I. Building, Training and Evaluating a Model
We will be working with a dataset from Folktables, a Python package that provides access to datasets derived from the US Census. The data provided by this library is sourced from the American Community Survey, a demographics survey program that gathers information about individuals’ educational attainment, income, employment, demographic information, etc. First, we download and process a dataset from California 2018.

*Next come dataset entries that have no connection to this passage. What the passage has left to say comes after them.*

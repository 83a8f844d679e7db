use crate::config::ProductConfig;
use crate::model::{ImportError, PriceObservation};
use chrono::{DateTime, Utc};
use serde::Deserialize;
use std::fs;
use tracing::warn;

/// A price reading as delivered by the lookup provider: free-text title,
/// not yet tied to a tracked product.
#[derive(Debug, Clone, Deserialize)]
pub struct ImportRow {
    pub title: String,
    pub store: String,
    pub price: f64,
    pub recorded_at: DateTime<Utc>,
}

pub fn load_rows(path: &str) -> Result<Vec<ImportRow>, ImportError> {
    let content = fs::read_to_string(path)?;
    let rows: Vec<ImportRow> = serde_json::from_str(&content)?;
    Ok(rows)
}

/// Reads an import file and keeps the rows that match a tracked product.
pub fn load_observations(
    path: &str,
    products: &[ProductConfig],
) -> Result<Vec<PriceObservation>, ImportError> {
    Ok(normalize_all(load_rows(path)?, products))
}

pub fn normalize_all(rows: Vec<ImportRow>, products: &[ProductConfig]) -> Vec<PriceObservation> {
    rows.into_iter()
        .filter_map(|row| {
            if !row.price.is_finite() || row.price < 0.0 {
                warn!("Skipping '{}': invalid price {}", row.title, row.price);
                return None;
            }
            match normalize_title(&row.title, products) {
                Some(product) => Some(PriceObservation {
                    product,
                    store: row.store,
                    price: row.price,
                    recorded_at: row.recorded_at,
                }),
                None => {
                    warn!("Skipping '{}': no tracked product matches", row.title);
                    None
                }
            }
        })
        .collect()
}

/// Name of the first configured product with a keyword found in `title`.
pub fn normalize_title(title: &str, products: &[ProductConfig]) -> Option<String> {
    let title = title.to_lowercase();

    for product in products {
        if title.contains(&product.name.to_lowercase()) {
            return Some(product.name.clone());
        }
        for keyword in &product.match_keywords {
            if title.contains(&keyword.to_lowercase()) {
                return Some(product.name.clone());
            }
        }
    }

    None
}

#[cfg(test)]
mod tests {
    use super::*;
    use chrono::TimeZone;

    fn products() -> Vec<ProductConfig> {
        vec![ProductConfig {
            name: "Switch OLED".into(),
            store: None,
            match_keywords: vec!["nintendo switch".into()],
            history_window_days: None,
        }]
    }

    fn row(title: &str, price: f64) -> ImportRow {
        ImportRow {
            title: title.into(),
            store: "store-a".into(),
            price,
            recorded_at: Utc.with_ymd_and_hms(2024, 6, 1, 0, 0, 0).unwrap(),
        }
    }

    #[test]
    fn titles_match_by_name_or_keyword() {
        assert_eq!(normalize_title("NEW switch oled white", &products()).as_deref(), Some("Switch OLED"));
        assert_eq!(normalize_title("Nintendo Switch Lite", &products()).as_deref(), Some("Switch OLED"));
        assert_eq!(normalize_title("PlayStation 5", &products()), None);
    }

    #[test]
    fn unknown_and_invalid_rows_are_dropped() {
        let observations = normalize_all(
            vec![
                row("Nintendo Switch OLED", 299.0),
                row("Xbox Series S", 249.0),
                row("Nintendo Switch", -1.0),
            ],
            &products(),
        );
        assert_eq!(observations.len(), 1);
        assert_eq!(observations[0].product, "Switch OLED");
        assert_eq!(observations[0].price, 299.0);
    }

    #[test]
    fn rows_deserialize_from_json() {
        let rows: Vec<ImportRow> = serde_json::from_str(
            r#"[{"title":"Switch OLED","store":"a","price":10.5,"recorded_at":"2024-06-01T10:00:00Z"}]"#,
        )
        .unwrap();
        assert_eq!(rows[0].price, 10.5);
    }
}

Specifically, we focus the ACSPublicCoverage
binary classification task, as defined by Folktables, which seeks to predict whether individuals have public coverage based on a given a set of features (i.e., age, sex, race, and a range of disabilities). Given that one of the features used in prediction is the race sensitive attribute, which should have no correlation with the outcome, our goal is to utilize different techniques to make our model more fair in its prediction.
A. Data & Preprocessing
We first begin by observing the data.
from folktables import ACSDataSource, ACSPublicCoverage
# import data source form ACS
data_source = ACSDataSource(survey_year='2018', horizon='1-Year', survey='person')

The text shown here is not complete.